The fine constitutes the largest ever imposed under the EU's GDPR privacy law, the previous one being a €746 million penalty issued to Amazon in 2021 for similar privacy violations.

In addition to the fine, Meta was given five months to suspend any future transfer of personal data to the U.S., and six months to end "the unlawful processing, including storage, in the U.S." of transferred personal data. Instagram and WhatsApp, which Meta also owns, are not subject to the order.

A previous mechanism to legally transfer personal data between the U.S. and the EU, known as the "Privacy Shield" pact, was struck down by the EU bloc's top court in 2020. The Irish regulator alleged that Meta infringed on the EU's GDPR laws when it continued to transfer personal data to the U.S. after 2020 despite the court ruling.
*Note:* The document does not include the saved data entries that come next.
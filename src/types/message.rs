//! Message types
//!
//! Chat message structures handed to the inference engine.

use serde::{Deserialize, Serialize};

/// Role of a message sender
#[derive(Debug, Clone, Copy, PartialEq, Eq, Serialize, Deserialize)]
#[serde(rename_all = "lowercase")]
pub enum Role {
    /// Message from the user
    User,
    /// Message from the model
    Assistant,
    /// System prompt
    System,
}

/// A single chat message
#[derive(Debug, Clone, PartialEq, Serialize, Deserialize)]
pub struct ChatMessage {
    pub role: Role,
    pub content: String,
}

impl ChatMessage {
    pub fn new(role: Role, content: impl Into<String>) -> Self {
        Self {
            role,
            content: content.into(),
        }
    }

    pub fn system(content: impl Into<String>) -> Self {
        Self::new(Role::System, content)
    }

    pub fn user(content: impl Into<String>) -> Self {
        Self::new(Role::User, content)
    }

    pub fn assistant(content: impl Into<String>) -> Self {
        Self::new(Role::Assistant, content)
    }
}

#[cfg(test)]
mod tests {
    use super::*;

    #[test]
    fn test_message_creation() {
        let msg = ChatMessage::user("Hello, world!");
        assert_eq!(msg.role, Role::User);
        assert_eq!(msg.content, "Hello, world!");
    }

    #[test]
    fn test_role_serialization() {
        let json = serde_json::to_string(&ChatMessage::system("x")).unwrap();
        assert_eq!(json, r#"{"role":"system","content":"x"}"#);
    }
}
//! Model catalog
//!
//! Static list of known models. Lookup only; file state lives in
//! [`crate::storage::integrity`].

use crate::types::{ModelDescriptor, QualityTier, SpeedTier};

/// Known models, in display order
#[derive(Debug, Clone)]
pub struct ModelCatalog {
    models: Vec<ModelDescriptor>,
}

impl ModelCatalog {
    /// Catalog with a caller-supplied model list
    pub fn new(models: Vec<ModelDescriptor>) -> Self {
        Self { models }
    }

    /// Built-in catalog of curated GGUF models
    pub fn builtin() -> Self {
        Self::new(builtin_models())
    }

    pub fn models(&self) -> &[ModelDescriptor] {
        &self.models
    }

    pub fn get(&self, model_id: &str) -> Option<&ModelDescriptor> {
        self.models.iter().find(|m| m.id == model_id)
    }
}

impl Default for ModelCatalog {
    fn default() -> Self {
        Self::builtin()
    }
}

fn builtin_models() -> Vec<ModelDescriptor> {
    vec![
        ModelDescriptor {
            id: "llama-3.2-1b-instruct".to_string(),
            source_url: "https://huggingface.co/bartowski/Llama-3.2-1B-Instruct-GGUF/resolve/main/Llama-3.2-1B-Instruct-Q4_K_M.gguf".to_string(),
            expected_size_bytes: 807_694_464, // ~0.8 GB
            display_name: "Llama 3.2 1B Instruct".to_string(),
            ram_estimate: "~1.5 GB".to_string(),
            quality_tier: QualityTier::Basic,
            speed_tier: SpeedTier::Fastest,
            description: "Smallest option, fine for categorization and short summaries.".to_string(),
            context_length: 131072,
        },
        ModelDescriptor {
            id: "llama-3.2-3b-instruct".to_string(),
            source_url: "https://huggingface.co/bartowski/Llama-3.2-3B-Instruct-GGUF/resolve/main/Llama-3.2-3B-Instruct-Q4_K_M.gguf".to_string(),
            expected_size_bytes: 2_019_377_696, // ~2 GB
            display_name: "Llama 3.2 3B Instruct".to_string(),
            ram_estimate: "~3 GB".to_string(),
            quality_tier: QualityTier::Good,
            speed_tier: SpeedTier::Fast,
            description: "Balanced default for chat and summarization.".to_string(),
            context_length: 131072,
        },
        ModelDescriptor {
            id: "qwen-2.5-3b-instruct".to_string(),
            source_url: "https://huggingface.co/Qwen/Qwen2.5-3B-Instruct-GGUF/resolve/main/qwen2.5-3b-instruct-q4_k_m.gguf".to_string(),
            expected_size_bytes: 2_104_932_768, // ~2.1 GB
            display_name: "Qwen 2.5 3B Instruct".to_string(),
            ram_estimate: "~3 GB".to_string(),
            quality_tier: QualityTier::Good,
            speed_tier: SpeedTier::Fast,
            description: "Strong multilingual support and structured output.".to_string(),
            context_length: 32768,
        },
        ModelDescriptor {
            id: "mistral-7b-instruct".to_string(),
            source_url: "https://huggingface.co/bartowski/Mistral-7B-Instruct-v0.3-GGUF/resolve/main/Mistral-7B-Instruct-v0.3-Q4_K_M.gguf".to_string(),
            expected_size_bytes: 4_372_812_000, // ~4.4 GB
            display_name: "Mistral 7B Instruct".to_string(),
            ram_estimate: "~6 GB".to_string(),
            quality_tier: QualityTier::Best,
            speed_tier: SpeedTier::Moderate,
            description: "Best quality, needs a machine with plenty of memory.".to_string(),
            context_length: 32768,
        },
    ]
}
The issue has been ongoing for a decade after a legal challenge brought by Austrian privacy activist Max Schrems against Facebook in 2013, over concerns resulting from the Edward Snowden revelations that EU user data is not sufficiently protected from U.S. intelligence agencies when transferred across the Atlantic.

"This decision is flawed, unjustified and sets a dangerous precedent for the countless other companies transferring data between the EU and U.S.," said Nick Clegg, Facebook's president of global affairs, responding to the decision in a blog post. "We will appeal the ruling, including the unjustified and unnecessary fine, and seek a stay of the orders through the courts."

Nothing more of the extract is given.